= WHAT THIS TASK INVOLVES =
The answer should consist of each line below that contains the word "main".

* * *

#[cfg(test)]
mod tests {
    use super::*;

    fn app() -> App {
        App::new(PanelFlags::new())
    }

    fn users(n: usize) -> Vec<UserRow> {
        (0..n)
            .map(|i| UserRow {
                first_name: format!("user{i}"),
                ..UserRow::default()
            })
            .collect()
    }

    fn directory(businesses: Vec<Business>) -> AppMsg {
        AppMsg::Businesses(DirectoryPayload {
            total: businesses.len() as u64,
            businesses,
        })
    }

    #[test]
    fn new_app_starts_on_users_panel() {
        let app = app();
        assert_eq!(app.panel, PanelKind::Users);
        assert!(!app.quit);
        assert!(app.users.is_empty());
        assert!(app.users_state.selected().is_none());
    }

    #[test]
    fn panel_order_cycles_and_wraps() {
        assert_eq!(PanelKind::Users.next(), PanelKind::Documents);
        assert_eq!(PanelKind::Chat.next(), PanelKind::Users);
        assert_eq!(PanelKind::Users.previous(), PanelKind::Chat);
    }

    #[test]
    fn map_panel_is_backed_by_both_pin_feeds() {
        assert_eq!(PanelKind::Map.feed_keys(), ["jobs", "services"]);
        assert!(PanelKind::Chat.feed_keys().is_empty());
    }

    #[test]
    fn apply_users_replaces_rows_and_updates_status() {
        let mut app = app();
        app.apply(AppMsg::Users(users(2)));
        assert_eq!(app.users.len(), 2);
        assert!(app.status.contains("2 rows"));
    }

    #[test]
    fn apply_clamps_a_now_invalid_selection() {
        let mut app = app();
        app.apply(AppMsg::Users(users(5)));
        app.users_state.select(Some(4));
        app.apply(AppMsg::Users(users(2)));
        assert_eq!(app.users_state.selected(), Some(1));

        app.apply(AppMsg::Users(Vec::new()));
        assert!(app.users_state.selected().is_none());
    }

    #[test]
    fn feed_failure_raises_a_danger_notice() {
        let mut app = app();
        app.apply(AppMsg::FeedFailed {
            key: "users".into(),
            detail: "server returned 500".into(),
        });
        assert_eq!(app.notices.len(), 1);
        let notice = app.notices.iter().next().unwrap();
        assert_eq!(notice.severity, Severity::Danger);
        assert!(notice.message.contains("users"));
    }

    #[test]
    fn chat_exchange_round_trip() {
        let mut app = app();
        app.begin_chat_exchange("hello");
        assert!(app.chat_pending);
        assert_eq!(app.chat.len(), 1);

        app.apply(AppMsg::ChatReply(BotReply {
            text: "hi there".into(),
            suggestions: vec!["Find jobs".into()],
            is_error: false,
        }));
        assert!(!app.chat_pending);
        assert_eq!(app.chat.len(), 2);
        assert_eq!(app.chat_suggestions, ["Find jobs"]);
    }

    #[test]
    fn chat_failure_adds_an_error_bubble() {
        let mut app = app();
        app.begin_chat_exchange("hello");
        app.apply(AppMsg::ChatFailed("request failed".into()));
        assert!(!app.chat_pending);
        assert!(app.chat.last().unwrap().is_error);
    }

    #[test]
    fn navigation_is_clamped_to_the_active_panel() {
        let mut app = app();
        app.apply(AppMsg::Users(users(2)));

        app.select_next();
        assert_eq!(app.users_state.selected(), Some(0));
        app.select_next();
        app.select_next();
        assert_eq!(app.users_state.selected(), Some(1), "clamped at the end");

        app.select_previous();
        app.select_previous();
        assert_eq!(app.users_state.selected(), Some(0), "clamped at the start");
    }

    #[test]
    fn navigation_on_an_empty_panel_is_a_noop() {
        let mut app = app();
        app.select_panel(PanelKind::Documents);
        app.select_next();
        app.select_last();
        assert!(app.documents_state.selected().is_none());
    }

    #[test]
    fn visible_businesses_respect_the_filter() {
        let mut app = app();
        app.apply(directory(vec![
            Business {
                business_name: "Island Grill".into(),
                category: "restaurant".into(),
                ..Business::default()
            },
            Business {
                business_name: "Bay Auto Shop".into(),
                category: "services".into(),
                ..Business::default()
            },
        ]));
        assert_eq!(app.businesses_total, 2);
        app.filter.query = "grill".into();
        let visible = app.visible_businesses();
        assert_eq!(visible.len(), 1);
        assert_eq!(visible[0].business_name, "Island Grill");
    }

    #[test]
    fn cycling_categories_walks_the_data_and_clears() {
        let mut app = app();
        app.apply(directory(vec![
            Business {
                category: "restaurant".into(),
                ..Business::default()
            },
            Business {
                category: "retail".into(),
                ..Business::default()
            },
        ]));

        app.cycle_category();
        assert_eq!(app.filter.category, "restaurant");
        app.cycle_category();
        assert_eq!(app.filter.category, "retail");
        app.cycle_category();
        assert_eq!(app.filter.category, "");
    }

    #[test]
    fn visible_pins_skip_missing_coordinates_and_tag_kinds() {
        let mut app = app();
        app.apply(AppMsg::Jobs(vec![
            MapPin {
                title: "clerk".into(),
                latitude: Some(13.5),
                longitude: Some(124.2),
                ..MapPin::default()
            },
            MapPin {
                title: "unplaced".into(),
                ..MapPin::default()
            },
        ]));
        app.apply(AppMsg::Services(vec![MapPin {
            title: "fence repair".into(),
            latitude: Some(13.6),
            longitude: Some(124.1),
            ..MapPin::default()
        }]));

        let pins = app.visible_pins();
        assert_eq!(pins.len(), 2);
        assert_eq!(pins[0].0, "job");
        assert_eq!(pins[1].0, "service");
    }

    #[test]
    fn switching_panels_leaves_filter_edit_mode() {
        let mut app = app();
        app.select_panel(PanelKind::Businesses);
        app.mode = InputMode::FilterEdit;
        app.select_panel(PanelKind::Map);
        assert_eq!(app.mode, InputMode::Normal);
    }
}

* * *

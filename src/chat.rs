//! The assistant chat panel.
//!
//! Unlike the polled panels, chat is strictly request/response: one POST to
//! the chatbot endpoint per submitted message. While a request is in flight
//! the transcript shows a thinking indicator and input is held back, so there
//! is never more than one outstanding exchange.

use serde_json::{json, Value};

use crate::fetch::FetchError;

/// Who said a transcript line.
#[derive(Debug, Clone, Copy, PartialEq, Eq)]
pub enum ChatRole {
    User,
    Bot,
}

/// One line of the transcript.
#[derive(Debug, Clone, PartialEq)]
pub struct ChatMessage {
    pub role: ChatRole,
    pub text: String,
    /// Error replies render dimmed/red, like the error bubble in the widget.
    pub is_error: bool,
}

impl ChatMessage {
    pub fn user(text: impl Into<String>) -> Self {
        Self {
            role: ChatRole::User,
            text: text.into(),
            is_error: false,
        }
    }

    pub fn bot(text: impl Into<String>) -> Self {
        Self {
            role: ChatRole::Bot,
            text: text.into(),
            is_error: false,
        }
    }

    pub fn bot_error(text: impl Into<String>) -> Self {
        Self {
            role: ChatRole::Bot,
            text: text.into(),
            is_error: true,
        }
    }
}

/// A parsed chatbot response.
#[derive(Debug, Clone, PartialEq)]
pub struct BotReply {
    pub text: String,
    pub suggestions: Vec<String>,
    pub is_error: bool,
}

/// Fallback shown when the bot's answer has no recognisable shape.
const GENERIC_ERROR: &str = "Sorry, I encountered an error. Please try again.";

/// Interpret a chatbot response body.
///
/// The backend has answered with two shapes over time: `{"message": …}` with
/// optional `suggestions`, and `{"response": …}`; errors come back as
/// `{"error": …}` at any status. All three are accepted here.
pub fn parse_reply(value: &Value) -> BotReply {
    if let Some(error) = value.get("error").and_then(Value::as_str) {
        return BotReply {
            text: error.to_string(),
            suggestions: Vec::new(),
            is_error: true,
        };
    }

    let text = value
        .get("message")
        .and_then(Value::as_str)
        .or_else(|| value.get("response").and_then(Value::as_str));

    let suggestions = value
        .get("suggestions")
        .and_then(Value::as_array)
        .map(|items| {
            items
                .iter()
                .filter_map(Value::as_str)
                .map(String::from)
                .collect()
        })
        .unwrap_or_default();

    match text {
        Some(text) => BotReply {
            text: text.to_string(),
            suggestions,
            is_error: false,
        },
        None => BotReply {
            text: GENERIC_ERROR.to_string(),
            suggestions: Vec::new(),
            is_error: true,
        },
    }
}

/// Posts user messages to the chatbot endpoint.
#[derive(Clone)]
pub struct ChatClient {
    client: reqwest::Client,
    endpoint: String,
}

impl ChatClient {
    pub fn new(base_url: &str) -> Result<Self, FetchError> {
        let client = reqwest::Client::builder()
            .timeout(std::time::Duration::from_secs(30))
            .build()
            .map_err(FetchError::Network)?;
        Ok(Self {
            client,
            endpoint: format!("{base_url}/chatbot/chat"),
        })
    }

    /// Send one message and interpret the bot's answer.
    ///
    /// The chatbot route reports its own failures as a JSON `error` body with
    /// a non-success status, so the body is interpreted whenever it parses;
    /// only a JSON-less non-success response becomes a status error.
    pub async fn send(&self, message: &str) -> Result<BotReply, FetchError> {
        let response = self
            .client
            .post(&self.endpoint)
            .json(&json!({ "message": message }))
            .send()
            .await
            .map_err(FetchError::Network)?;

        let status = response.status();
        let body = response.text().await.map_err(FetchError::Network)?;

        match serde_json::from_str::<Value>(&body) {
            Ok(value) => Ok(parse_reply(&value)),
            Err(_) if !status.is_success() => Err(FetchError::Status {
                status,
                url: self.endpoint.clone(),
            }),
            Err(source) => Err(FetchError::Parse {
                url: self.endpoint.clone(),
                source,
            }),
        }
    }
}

* * *

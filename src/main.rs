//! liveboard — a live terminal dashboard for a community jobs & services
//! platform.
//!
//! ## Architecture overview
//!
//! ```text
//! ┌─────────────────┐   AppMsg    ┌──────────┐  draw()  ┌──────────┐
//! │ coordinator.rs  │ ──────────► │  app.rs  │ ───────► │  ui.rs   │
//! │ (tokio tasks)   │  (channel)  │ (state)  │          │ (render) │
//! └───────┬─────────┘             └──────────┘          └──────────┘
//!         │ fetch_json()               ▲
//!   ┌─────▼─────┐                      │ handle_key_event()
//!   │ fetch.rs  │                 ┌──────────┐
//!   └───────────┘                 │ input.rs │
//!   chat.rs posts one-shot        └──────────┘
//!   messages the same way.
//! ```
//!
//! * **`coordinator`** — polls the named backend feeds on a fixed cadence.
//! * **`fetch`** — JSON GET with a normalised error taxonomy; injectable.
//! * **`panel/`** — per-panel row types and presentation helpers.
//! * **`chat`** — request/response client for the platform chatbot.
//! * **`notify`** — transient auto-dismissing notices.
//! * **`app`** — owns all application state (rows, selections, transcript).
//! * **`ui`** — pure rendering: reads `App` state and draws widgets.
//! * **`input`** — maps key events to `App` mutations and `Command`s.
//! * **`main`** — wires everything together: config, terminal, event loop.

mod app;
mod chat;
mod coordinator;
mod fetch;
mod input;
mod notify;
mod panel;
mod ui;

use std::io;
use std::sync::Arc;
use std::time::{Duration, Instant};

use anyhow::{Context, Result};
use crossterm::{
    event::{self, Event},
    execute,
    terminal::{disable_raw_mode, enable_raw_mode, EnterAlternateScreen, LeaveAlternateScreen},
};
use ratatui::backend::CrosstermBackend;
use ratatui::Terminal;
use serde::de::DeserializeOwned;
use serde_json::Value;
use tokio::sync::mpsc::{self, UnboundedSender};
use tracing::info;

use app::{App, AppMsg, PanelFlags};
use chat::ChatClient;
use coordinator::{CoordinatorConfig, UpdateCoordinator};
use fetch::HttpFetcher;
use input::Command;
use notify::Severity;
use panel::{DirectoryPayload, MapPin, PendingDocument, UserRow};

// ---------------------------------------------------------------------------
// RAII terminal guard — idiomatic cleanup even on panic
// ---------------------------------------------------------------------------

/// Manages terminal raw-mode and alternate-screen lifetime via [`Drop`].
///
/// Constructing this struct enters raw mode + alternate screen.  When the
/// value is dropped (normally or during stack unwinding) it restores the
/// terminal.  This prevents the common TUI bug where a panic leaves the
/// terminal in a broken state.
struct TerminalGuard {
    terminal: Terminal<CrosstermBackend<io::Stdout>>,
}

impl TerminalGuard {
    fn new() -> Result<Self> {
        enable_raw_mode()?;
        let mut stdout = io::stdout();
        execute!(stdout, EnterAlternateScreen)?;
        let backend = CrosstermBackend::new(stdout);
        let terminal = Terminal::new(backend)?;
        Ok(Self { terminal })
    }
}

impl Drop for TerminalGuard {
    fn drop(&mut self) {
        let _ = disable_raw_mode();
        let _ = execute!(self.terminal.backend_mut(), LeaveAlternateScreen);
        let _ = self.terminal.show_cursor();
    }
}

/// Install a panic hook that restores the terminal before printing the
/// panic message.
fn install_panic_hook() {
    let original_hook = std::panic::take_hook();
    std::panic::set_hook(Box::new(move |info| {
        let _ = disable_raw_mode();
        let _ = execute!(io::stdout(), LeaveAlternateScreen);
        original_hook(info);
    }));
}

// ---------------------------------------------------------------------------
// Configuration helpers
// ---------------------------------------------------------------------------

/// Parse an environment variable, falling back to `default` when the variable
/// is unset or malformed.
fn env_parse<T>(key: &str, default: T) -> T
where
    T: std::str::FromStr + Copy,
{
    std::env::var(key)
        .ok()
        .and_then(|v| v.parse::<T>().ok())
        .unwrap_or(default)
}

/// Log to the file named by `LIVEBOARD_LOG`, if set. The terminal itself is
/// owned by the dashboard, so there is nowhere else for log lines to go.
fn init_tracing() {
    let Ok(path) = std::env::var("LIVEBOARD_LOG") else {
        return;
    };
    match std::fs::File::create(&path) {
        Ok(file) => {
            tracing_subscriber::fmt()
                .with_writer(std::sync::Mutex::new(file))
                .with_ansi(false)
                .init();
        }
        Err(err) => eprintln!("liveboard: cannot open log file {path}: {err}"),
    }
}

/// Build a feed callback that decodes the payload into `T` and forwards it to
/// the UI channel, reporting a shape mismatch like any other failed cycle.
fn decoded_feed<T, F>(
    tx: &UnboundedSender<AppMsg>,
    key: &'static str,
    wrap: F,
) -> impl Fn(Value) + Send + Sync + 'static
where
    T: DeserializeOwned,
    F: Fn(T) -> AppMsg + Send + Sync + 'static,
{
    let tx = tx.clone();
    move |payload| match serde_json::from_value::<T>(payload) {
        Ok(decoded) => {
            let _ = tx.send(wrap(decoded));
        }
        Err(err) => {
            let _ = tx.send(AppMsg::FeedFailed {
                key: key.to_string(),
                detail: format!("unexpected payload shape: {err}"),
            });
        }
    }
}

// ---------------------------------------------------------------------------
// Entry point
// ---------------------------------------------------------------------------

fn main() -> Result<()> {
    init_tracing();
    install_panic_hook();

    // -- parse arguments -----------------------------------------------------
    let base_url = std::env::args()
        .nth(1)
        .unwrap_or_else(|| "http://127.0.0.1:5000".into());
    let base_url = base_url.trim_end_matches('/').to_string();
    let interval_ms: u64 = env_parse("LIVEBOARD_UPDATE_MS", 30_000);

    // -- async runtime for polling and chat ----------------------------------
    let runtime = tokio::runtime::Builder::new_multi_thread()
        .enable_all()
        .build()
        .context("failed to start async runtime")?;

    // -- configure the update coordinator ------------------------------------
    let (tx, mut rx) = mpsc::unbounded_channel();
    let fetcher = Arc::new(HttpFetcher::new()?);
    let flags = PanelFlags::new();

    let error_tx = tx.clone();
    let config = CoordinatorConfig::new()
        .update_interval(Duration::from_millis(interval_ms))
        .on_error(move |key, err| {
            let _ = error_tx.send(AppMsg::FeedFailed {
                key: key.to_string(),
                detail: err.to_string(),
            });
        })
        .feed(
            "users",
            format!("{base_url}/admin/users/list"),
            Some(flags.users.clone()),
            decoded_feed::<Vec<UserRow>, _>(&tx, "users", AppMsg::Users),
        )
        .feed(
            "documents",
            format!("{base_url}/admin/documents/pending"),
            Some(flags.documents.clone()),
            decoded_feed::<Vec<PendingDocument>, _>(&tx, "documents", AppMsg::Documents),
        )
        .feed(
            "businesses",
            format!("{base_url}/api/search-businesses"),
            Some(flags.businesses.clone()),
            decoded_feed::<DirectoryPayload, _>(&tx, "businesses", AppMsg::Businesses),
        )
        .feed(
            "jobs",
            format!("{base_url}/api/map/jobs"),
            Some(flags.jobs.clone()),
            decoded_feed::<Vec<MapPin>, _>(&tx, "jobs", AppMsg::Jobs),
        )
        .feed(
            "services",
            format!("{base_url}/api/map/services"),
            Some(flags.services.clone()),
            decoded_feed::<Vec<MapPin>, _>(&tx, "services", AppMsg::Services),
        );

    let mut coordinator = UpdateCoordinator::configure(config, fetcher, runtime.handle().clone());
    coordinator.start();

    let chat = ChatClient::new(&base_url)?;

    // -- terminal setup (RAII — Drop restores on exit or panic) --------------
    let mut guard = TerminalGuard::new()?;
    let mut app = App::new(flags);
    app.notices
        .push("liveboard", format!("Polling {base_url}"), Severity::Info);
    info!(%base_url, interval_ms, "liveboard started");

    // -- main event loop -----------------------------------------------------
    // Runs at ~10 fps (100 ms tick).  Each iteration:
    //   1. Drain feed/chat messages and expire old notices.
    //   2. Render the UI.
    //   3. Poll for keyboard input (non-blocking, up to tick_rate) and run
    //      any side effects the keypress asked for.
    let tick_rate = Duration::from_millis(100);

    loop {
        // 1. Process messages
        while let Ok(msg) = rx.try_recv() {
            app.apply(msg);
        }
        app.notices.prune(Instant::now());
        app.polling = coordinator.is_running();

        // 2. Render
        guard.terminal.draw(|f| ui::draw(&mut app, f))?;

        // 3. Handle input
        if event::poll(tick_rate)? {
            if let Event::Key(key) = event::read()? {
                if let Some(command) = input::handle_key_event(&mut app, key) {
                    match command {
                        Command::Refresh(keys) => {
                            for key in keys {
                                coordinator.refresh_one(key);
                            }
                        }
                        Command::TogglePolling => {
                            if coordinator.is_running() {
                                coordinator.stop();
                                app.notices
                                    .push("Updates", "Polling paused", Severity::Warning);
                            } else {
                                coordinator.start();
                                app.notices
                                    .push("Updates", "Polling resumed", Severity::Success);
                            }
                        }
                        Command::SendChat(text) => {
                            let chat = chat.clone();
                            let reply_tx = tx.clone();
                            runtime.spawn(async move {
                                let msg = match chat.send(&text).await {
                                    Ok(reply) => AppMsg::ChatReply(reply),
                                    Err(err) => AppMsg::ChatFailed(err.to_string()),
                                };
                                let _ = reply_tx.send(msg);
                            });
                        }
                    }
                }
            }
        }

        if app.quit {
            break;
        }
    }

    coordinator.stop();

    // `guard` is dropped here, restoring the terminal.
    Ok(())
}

* * *

= OUTPUT =
filename src/main.rs
//! * **`main`** — wires everything together: config, terminal, event loop.
fn main() -> Result<()> {
    // -- main event loop -----------------------------------------------------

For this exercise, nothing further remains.